Two tech-related IPOs in one day might at one time seemed like the kiss of death, but that doesn’t appear to be the case today. Security software company Palo Alto Networks Inc. (NYSE: PANW) came public this morning priced at $42/share. In the first 90 minutes of trading, shares are up nearly 34%, at $56.15.
Later this morning, travel site Kayak Software Software Inc. (NASDAQ: KYAK) will issue its first shares at $26/share. At least one analyst thinks the shares are worth as much as $32, which implies a fat 23% gain that could grow materially as the day goes on.
Compare these IPOs with the first offering from Facebook Inc. (NASDAQ: FB). In that one, Facebook insisted on a share price that would push the company’s valuation above $100 billion. And Facebook got the price it wanted, while early shareholders whined about not getting that big first-day bump. Lead underwriter Morgan Stanley (NYSE: MS) reportedly had to put up its own cash to support the IPO price by the end of Facebook’s own trading day.

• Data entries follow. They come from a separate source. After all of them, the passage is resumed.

use log::warn;
use rust_decimal::Decimal;
use rust_decimal_macros::dec;

use crate::cap_table::{CapTable, CapTableOptions, CapTableRow, RowCategory};
use crate::constants::{EMPLOYEE_POOL_LABEL, EQUITY_FINANCING_LABEL, FOUNDERS_LABEL};
use crate::conversion::{
    display_percentage, mfn_conversion_valuation, new_money_shares, outcome_at_valuation,
    validate_share_ledger, RoundContext,
};
use crate::errors::{Error, Result};
use crate::instruments::Instrument;

/// Builds the post-conversion table with face-value MFN conversion.
///
/// See [`build_cap_table_with`].
pub fn build_cap_table(
    instruments: &[Instrument],
    founders_shares: Decimal,
    employee_shares: Decimal,
    ctx: &RoundContext,
) -> CapTable {
    build_cap_table_with(
        instruments,
        founders_shares,
        employee_shares,
        ctx,
        CapTableOptions::default(),
    )
}

/// Builds the post-conversion table.
///
/// Every row percentage shares one denominator:
/// `pre_financing_shares + round_shares + sum(instrument_shares)`.
/// The pre-financing count is `ctx.total_shares_outstanding`, or founders plus
/// pool when the context carries none. Rows whose terms are invalid keep their
/// place, report no shares and 0%, and add nothing to the denominator. A zero
/// denominator yields 0% everywhere.
///
/// A share ledger that cannot hold founders and pool (a negative count, or
/// founders plus pool above the pre-financing count) degrades every row and
/// is reported in [`CapTable::error`].
pub fn build_cap_table_with(
    instruments: &[Instrument],
    founders_shares: Decimal,
    employee_shares: Decimal,
    ctx: &RoundContext,
    options: CapTableOptions,
) -> CapTable {
    let pre_financing_shares = ctx
        .total_shares_outstanding
        .unwrap_or_else(|| founders_shares.saturating_add(employee_shares));
    let share_ctx = ctx.with_total_shares(pre_financing_shares);

    let ledger = validate_share_ledger(founders_shares, employee_shares, pre_financing_shares);
    if let Err(err) = &ledger {
        warn!("Share ledger cannot be converted against: {}", err);
    }
    let holding = |shares: Decimal| ledger.clone().map(|_| shares);

    let round_shares = ledger
        .clone()
        .and_then(|_| new_money_shares(&share_ctx, pre_financing_shares));
    let instrument_shares: Vec<Result<Decimal>> = instruments
        .iter()
        .map(|instrument| {
            ledger
                .clone()
                .and_then(|_| convert_instrument(instrument, instruments, &share_ctx, options))
        })
        .collect();

    let total_shares = instrument_shares
        .iter()
        .chain(std::iter::once(&round_shares))
        .filter_map(|shares| shares.as_ref().ok())
        .fold(pre_financing_shares, |acc, shares| acc.saturating_add(*shares));

    let mut rows = Vec::with_capacity(instruments.len() + 3);
    rows.push(row(
        None,
        FOUNDERS_LABEL,
        RowCategory::CommonStock,
        holding(founders_shares),
        None,
        total_shares,
    ));
    rows.push(row(
        None,
        EMPLOYEE_POOL_LABEL,
        RowCategory::EmployeePool,
        holding(employee_shares),
        None,
        total_shares,
    ));
    rows.push(row(
        None,
        EQUITY_FINANCING_LABEL,
        RowCategory::EquityFinancing,
        round_shares,
        Some(ctx.new_money_invested),
        total_shares,
    ));
    for (instrument, shares) in instruments.iter().zip(instrument_shares) {
        rows.push(row(
            Some(instrument.id.clone()),
            &instrument.investor_name,
            RowCategory::Safe(instrument.kind()),
            shares,
            Some(instrument.investment_amount),
            total_shares,
        ));
    }

    let unallocated_shares = match ledger {
        Ok(()) => pre_financing_shares
            .saturating_sub(founders_shares)
            .saturating_sub(employee_shares),
        Err(_) => Decimal::ZERO,
    };

    CapTable {
        rows,
        total_shares,
        pre_financing_shares,
        unallocated_shares,
        error: ledger.err().map(|err| error_message(&err)),
    }
}

fn convert_instrument(
    instrument: &Instrument,
    peers: &[Instrument],
    ctx: &RoundContext,
    options: CapTableOptions,
) -> Result<Decimal> {
    let valuation = mfn_conversion_valuation(instrument, peers, ctx, options.mfn_treatment)?;
    let outcome = outcome_at_valuation(instrument, ctx, valuation)?;
    Ok(outcome.shares.unwrap_or(Decimal::ZERO))
}

fn row(
    id: Option<String>,
    label: &str,
    category: RowCategory,
    shares: Result<Decimal>,
    investment_amount: Option<Decimal>,
    total_shares: Decimal,
) -> CapTableRow {
    let (shares, error) = match shares {
        Ok(shares) => (Some(shares), None),
        Err(err) => {
            warn!("Cap table row '{}' has no defined shares: {}", label, err);
            (None, Some(error_message(&err)))
        }
    };
    let percentage = shares
        .map(|shares| percentage_of(shares, total_shares))
        .unwrap_or(Decimal::ZERO);

    CapTableRow {
        id,
        label: label.to_string(),
        category,
        shares,
        percentage,
        display_percentage: display_percentage(percentage),
        investment_amount,
        error,
    }
}

fn percentage_of(shares: Decimal, total_shares: Decimal) -> Decimal {
    if total_shares <= Decimal::ZERO {
        return Decimal::ZERO;
    }
    shares
        .checked_div(total_shares)
        .and_then(|fraction| fraction.checked_mul(dec!(100)))
        .unwrap_or(Decimal::ZERO)
}

fn error_message(err: &Error) -> String {
    match err {
        Error::Conversion(inner) => inner.to_string(),
        other => other.to_string(),
    }
}
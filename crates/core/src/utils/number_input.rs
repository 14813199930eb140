//! Text boundary helpers: soft parsing of typed numbers, discount-rate
//! units and display formatting.
//!
//! Nothing here ever yields NaN. Text that does not parse is `None`, and the
//! caller chooses whether that means "keep the previous value" or "zero".

use rust_decimal::{Decimal, RoundingStrategy};
use rust_decimal_macros::dec;
use serde::{Deserialize, Serialize};
use std::fmt;
use std::str::FromStr;

use crate::constants::DISPLAY_DECIMAL_PRECISION;
use crate::errors::{Error, Result, ValidationError};

/// Parses user-typed numeric text such as `"$1,000,000"` or `"20"`.
///
/// Every character other than digits, `.` and `-` is dropped first.
/// Returns `None` for empty or malformed input.
pub fn parse_number(text: &str) -> Option<Decimal> {
    let cleaned: String = text
        .chars()
        .filter(|c| c.is_ascii_digit() || *c == '.' || *c == '-')
        .collect();
    if cleaned.is_empty() {
        return None;
    }
    Decimal::from_str(&cleaned).ok()
}

/// Parses `text`, keeping `previous` when it does not parse.
pub fn parse_number_or(text: &str, previous: Decimal) -> Decimal {
    parse_number(text).unwrap_or(previous)
}

/// Parses `text`, treating anything unparseable as zero.
pub fn parse_number_or_zero(text: &str) -> Decimal {
    parse_number_or(text, Decimal::ZERO)
}

/// Unit a discount rate is expressed in at the input boundary.
#[derive(Debug, Clone, Copy, PartialEq, Eq, Default, Serialize, Deserialize)]
#[serde(rename_all = "lowercase")]
pub enum RateUnit {
    /// 0.20 means 20%
    #[default]
    Fraction,
    /// 20 means 20%
    Percent,
}

impl FromStr for RateUnit {
    type Err = Error;

    fn from_str(s: &str) -> Result<Self> {
        match s.trim().to_ascii_lowercase().as_str() {
            "fraction" => Ok(RateUnit::Fraction),
            "percent" | "percentage" => Ok(RateUnit::Percent),
            _ => Err(Error::Validation(ValidationError::InvalidInput(format!(
                "unknown rate unit '{}'",
                s
            )))),
        }
    }
}

impl fmt::Display for RateUnit {
    fn fmt(&self, f: &mut fmt::Formatter<'_>) -> fmt::Result {
        match self {
            RateUnit::Fraction => f.write_str("fraction"),
            RateUnit::Percent => f.write_str("percent"),
        }
    }
}

/// Converts a boundary discount rate to the canonical 0-1 fraction.
pub fn normalize_discount_rate(value: Decimal, unit: RateUnit) -> Decimal {
    match unit {
        RateUnit::Fraction => value,
        RateUnit::Percent => value / dec!(100),
    }
}

/// Whole-dollar USD amount, e.g. `$1,000,000`.
pub fn format_currency(amount: Decimal) -> String {
    let rounded = amount.round_dp_with_strategy(0, RoundingStrategy::MidpointAwayFromZero);
    let grouped = group_thousands(&rounded.abs().trunc().to_string());
    if rounded.is_sign_negative() && !rounded.is_zero() {
        format!("-${}", grouped)
    } else {
        format!("${}", grouped)
    }
}

/// Number with thousands separators and at most three fraction digits,
/// e.g. `1,000,000` or `714,285.714`.
pub fn format_with_commas(value: Decimal) -> String {
    let rounded = value
        .round_dp_with_strategy(3, RoundingStrategy::MidpointAwayFromZero)
        .normalize();
    let text = rounded.abs().to_string();
    let (int_part, frac_part) = match text.split_once('.') {
        Some((int_part, frac_part)) => (int_part, Some(frac_part)),
        None => (text.as_str(), None),
    };
    let sign = if rounded.is_sign_negative() && !rounded.is_zero() {
        "-"
    } else {
        ""
    };
    match frac_part {
        Some(frac) => format!("{}{}.{}", sign, group_thousands(int_part), frac),
        None => format!("{}{}", sign, group_thousands(int_part)),
    }
}

/// Percentage with two decimals, e.g. `7.14%`.
pub fn format_percentage(percentage: Decimal) -> String {
    let rounded = percentage.round_dp_with_strategy(
        DISPLAY_DECIMAL_PRECISION,
        RoundingStrategy::MidpointAwayFromZero,
    );
    format!("{:.2}%", rounded)
}

fn group_thousands(digits: &str) -> String {
    let mut grouped = String::with_capacity(digits.len() + digits.len() / 3);
    for (i, c) in digits.chars().enumerate() {
        if i > 0 && (digits.len() - i) % 3 == 0 {
            grouped.push(',');
        }
        grouped.push(c);
    }
    grouped
}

Or compare the April IPO of Splunk Inc. (NASDAQ: SPLK), which went out at $17/share and closed its first day of trading at more than double the initial price.
Which company did the best? Arguably Facebook did because it got the highest possible IPO price for its shares and the money all went into the company’s bank account. Palo Alto Networks, Kayak, and Splunk are giving underwriters and their favored clients a fat gift. Discount teen retailer Five Below Inc. (NASDAQ: FIVE), which held its IPO yesterday, went out at $17/share and closed at $26.50, up 56%.
Its pretty easy to see why underwriters and the favorite customers like the big-bounce IPO instead of the one that is priced more favorably for the company. But why companies like Palo Alto Networks and Splunk — and presumably Kayak — don’t squawk is less obvious.